How to complete this task — Copy each line of the records that contains the word "values".
+++ Exercise inputs +++
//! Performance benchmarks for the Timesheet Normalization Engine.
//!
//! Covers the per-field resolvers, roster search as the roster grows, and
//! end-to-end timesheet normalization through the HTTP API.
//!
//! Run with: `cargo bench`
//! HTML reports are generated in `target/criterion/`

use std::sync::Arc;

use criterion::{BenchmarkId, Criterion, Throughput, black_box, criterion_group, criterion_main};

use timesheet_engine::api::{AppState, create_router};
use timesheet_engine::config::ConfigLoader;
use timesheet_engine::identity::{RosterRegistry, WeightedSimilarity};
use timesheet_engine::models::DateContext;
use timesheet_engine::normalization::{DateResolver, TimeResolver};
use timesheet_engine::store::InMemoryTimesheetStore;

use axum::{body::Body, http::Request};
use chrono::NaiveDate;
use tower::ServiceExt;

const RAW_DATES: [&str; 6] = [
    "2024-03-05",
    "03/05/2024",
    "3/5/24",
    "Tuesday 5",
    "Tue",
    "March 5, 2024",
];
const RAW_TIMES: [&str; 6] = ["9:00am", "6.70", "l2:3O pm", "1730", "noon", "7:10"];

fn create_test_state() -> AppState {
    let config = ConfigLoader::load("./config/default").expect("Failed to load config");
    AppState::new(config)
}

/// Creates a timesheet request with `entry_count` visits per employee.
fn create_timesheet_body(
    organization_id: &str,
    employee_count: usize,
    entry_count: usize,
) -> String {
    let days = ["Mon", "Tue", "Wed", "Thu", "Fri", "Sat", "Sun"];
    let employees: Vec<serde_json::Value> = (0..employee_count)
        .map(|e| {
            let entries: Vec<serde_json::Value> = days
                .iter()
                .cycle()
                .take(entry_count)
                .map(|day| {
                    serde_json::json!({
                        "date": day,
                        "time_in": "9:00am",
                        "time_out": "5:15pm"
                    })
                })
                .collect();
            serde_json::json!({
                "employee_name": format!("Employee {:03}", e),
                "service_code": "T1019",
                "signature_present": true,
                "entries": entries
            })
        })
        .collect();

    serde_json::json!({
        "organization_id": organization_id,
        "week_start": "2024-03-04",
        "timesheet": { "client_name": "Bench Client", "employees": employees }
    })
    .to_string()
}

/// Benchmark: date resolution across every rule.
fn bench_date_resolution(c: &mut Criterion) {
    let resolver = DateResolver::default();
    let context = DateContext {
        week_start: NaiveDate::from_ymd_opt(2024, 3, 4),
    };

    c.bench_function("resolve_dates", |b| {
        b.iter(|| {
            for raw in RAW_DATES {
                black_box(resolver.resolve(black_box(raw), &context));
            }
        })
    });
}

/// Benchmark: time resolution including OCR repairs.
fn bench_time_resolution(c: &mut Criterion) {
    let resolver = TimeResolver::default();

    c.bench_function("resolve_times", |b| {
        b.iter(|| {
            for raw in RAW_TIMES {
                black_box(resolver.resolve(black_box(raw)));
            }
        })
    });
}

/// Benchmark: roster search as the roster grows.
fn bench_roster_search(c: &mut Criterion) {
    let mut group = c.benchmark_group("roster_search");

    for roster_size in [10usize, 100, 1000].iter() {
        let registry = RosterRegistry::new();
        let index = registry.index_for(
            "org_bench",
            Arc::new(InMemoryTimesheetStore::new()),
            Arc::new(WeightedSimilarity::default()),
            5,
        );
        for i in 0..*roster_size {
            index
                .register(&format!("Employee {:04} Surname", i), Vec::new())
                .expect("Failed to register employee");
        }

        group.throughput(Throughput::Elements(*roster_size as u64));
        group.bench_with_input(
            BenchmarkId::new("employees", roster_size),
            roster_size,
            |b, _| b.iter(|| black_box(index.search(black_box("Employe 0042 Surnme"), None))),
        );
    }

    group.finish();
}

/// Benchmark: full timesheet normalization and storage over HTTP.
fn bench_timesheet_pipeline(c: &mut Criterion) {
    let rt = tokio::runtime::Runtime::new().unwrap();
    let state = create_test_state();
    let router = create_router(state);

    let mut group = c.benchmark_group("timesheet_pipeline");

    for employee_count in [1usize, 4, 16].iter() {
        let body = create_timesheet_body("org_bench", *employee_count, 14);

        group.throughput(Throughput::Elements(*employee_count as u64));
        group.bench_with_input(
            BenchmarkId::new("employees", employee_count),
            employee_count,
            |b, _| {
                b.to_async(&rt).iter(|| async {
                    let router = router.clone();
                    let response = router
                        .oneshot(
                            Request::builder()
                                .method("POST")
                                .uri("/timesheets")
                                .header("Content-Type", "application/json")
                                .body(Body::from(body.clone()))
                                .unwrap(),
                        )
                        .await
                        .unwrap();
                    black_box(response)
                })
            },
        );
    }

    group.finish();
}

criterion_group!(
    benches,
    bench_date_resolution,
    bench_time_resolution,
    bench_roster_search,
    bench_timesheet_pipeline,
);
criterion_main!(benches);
+++
+++ Exercise inputs +++
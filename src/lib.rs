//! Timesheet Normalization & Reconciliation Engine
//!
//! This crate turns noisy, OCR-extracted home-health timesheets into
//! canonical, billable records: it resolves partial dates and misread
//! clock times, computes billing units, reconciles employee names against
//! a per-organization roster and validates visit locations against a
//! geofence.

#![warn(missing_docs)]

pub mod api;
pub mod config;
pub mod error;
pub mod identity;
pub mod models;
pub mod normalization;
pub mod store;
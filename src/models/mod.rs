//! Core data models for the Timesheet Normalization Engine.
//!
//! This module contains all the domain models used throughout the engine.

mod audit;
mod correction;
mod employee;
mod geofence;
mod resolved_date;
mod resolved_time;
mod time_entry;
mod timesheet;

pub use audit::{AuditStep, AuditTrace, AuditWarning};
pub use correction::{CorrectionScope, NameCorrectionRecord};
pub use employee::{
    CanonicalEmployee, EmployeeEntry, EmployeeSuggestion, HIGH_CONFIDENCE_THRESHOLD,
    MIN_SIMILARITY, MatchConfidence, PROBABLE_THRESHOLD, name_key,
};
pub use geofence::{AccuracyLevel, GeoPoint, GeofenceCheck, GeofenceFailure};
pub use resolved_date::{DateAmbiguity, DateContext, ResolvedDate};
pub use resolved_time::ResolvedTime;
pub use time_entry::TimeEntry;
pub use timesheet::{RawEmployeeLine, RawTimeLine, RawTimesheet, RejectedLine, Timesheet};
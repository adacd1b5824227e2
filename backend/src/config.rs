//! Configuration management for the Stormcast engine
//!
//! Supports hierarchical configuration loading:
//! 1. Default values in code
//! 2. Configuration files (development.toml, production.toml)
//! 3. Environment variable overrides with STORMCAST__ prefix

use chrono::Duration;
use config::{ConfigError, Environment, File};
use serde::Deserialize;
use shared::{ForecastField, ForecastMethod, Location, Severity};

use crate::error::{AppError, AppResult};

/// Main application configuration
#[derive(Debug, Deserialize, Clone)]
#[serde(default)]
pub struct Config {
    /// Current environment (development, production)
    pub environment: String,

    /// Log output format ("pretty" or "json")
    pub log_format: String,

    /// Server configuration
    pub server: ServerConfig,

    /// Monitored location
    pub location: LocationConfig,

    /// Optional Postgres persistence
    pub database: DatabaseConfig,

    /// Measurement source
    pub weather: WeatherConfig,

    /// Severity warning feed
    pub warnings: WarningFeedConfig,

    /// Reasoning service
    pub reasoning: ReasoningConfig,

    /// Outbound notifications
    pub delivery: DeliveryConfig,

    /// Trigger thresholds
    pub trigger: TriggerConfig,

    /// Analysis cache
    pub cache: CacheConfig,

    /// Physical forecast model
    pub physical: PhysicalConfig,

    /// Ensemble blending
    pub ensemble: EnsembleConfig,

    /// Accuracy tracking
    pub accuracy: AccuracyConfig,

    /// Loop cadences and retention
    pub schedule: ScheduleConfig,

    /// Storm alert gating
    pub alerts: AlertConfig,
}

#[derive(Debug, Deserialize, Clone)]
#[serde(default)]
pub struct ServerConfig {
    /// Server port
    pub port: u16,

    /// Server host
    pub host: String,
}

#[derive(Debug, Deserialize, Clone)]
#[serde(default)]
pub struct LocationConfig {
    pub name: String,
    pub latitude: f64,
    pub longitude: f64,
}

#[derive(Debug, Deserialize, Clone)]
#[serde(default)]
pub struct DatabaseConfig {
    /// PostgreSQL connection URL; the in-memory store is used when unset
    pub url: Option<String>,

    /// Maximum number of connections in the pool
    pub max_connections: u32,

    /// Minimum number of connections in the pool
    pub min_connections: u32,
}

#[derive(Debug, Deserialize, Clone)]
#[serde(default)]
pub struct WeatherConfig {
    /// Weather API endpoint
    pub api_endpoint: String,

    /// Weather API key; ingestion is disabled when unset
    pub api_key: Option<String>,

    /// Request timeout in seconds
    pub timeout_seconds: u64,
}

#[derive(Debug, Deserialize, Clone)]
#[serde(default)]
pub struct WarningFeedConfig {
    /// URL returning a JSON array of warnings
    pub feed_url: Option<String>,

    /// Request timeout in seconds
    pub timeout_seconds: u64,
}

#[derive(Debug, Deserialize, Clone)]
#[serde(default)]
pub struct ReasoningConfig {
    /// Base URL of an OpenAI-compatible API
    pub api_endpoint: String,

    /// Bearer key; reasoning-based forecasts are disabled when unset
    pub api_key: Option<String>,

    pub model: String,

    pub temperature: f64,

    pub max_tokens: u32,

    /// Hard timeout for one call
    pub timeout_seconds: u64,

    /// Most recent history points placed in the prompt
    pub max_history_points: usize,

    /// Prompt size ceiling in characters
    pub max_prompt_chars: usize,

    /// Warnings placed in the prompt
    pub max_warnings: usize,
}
+++
+++ Exercise inputs +++
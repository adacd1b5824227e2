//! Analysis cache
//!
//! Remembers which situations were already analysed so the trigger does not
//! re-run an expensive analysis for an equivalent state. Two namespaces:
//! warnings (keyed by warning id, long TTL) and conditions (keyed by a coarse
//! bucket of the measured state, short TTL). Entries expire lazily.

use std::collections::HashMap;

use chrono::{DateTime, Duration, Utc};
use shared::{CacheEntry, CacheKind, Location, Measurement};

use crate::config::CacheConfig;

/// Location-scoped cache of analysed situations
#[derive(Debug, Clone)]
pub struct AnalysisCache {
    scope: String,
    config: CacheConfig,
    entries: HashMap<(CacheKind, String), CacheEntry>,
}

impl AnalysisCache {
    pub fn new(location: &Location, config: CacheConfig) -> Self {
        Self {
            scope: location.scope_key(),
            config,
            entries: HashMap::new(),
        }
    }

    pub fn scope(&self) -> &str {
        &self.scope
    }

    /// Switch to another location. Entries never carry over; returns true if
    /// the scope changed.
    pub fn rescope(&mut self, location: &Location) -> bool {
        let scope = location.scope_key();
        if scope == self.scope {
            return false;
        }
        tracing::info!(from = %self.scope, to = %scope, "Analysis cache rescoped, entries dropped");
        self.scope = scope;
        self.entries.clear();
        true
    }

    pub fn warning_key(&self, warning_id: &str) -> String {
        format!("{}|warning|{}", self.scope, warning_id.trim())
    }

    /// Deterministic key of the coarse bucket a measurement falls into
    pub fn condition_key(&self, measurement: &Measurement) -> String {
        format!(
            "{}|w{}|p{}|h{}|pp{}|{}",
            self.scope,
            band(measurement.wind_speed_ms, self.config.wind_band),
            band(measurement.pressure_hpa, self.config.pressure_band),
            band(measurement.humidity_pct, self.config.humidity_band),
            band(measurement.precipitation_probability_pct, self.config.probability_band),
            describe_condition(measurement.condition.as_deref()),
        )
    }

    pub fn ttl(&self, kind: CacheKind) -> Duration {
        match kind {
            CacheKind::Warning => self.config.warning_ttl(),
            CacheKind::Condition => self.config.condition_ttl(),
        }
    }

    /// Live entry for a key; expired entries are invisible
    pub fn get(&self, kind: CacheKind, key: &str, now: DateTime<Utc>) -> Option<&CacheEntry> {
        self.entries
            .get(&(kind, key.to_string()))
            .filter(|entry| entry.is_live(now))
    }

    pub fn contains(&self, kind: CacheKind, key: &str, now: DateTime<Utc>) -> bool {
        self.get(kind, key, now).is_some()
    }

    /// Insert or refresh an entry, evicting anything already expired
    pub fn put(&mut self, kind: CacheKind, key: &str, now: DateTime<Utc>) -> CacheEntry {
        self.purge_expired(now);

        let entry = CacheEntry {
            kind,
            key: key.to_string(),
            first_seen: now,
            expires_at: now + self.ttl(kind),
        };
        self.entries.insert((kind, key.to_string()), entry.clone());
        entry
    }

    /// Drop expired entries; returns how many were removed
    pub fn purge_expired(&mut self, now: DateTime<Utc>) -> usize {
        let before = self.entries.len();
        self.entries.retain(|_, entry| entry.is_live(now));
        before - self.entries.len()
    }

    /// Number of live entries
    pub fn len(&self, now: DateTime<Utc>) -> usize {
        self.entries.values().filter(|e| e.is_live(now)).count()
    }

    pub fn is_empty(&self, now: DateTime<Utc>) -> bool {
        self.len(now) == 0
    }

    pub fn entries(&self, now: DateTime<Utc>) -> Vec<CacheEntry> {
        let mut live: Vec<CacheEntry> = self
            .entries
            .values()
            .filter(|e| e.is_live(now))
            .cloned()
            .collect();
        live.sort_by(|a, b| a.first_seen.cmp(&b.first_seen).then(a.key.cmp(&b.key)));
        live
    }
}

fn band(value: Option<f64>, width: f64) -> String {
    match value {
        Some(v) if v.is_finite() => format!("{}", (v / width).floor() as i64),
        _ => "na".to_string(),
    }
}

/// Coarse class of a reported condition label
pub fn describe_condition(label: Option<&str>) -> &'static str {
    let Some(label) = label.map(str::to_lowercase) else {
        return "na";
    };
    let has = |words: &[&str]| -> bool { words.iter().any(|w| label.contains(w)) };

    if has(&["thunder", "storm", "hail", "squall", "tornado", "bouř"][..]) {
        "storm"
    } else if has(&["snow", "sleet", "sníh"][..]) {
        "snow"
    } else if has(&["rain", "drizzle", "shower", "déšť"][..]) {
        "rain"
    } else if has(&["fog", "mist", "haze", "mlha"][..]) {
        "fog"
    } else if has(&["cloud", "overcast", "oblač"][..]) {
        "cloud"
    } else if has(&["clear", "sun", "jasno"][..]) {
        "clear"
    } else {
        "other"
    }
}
+++
Answer below —
//! 1. Default values in code
        self.entries.values().filter(|e| e.is_live(now)).count()
            .values()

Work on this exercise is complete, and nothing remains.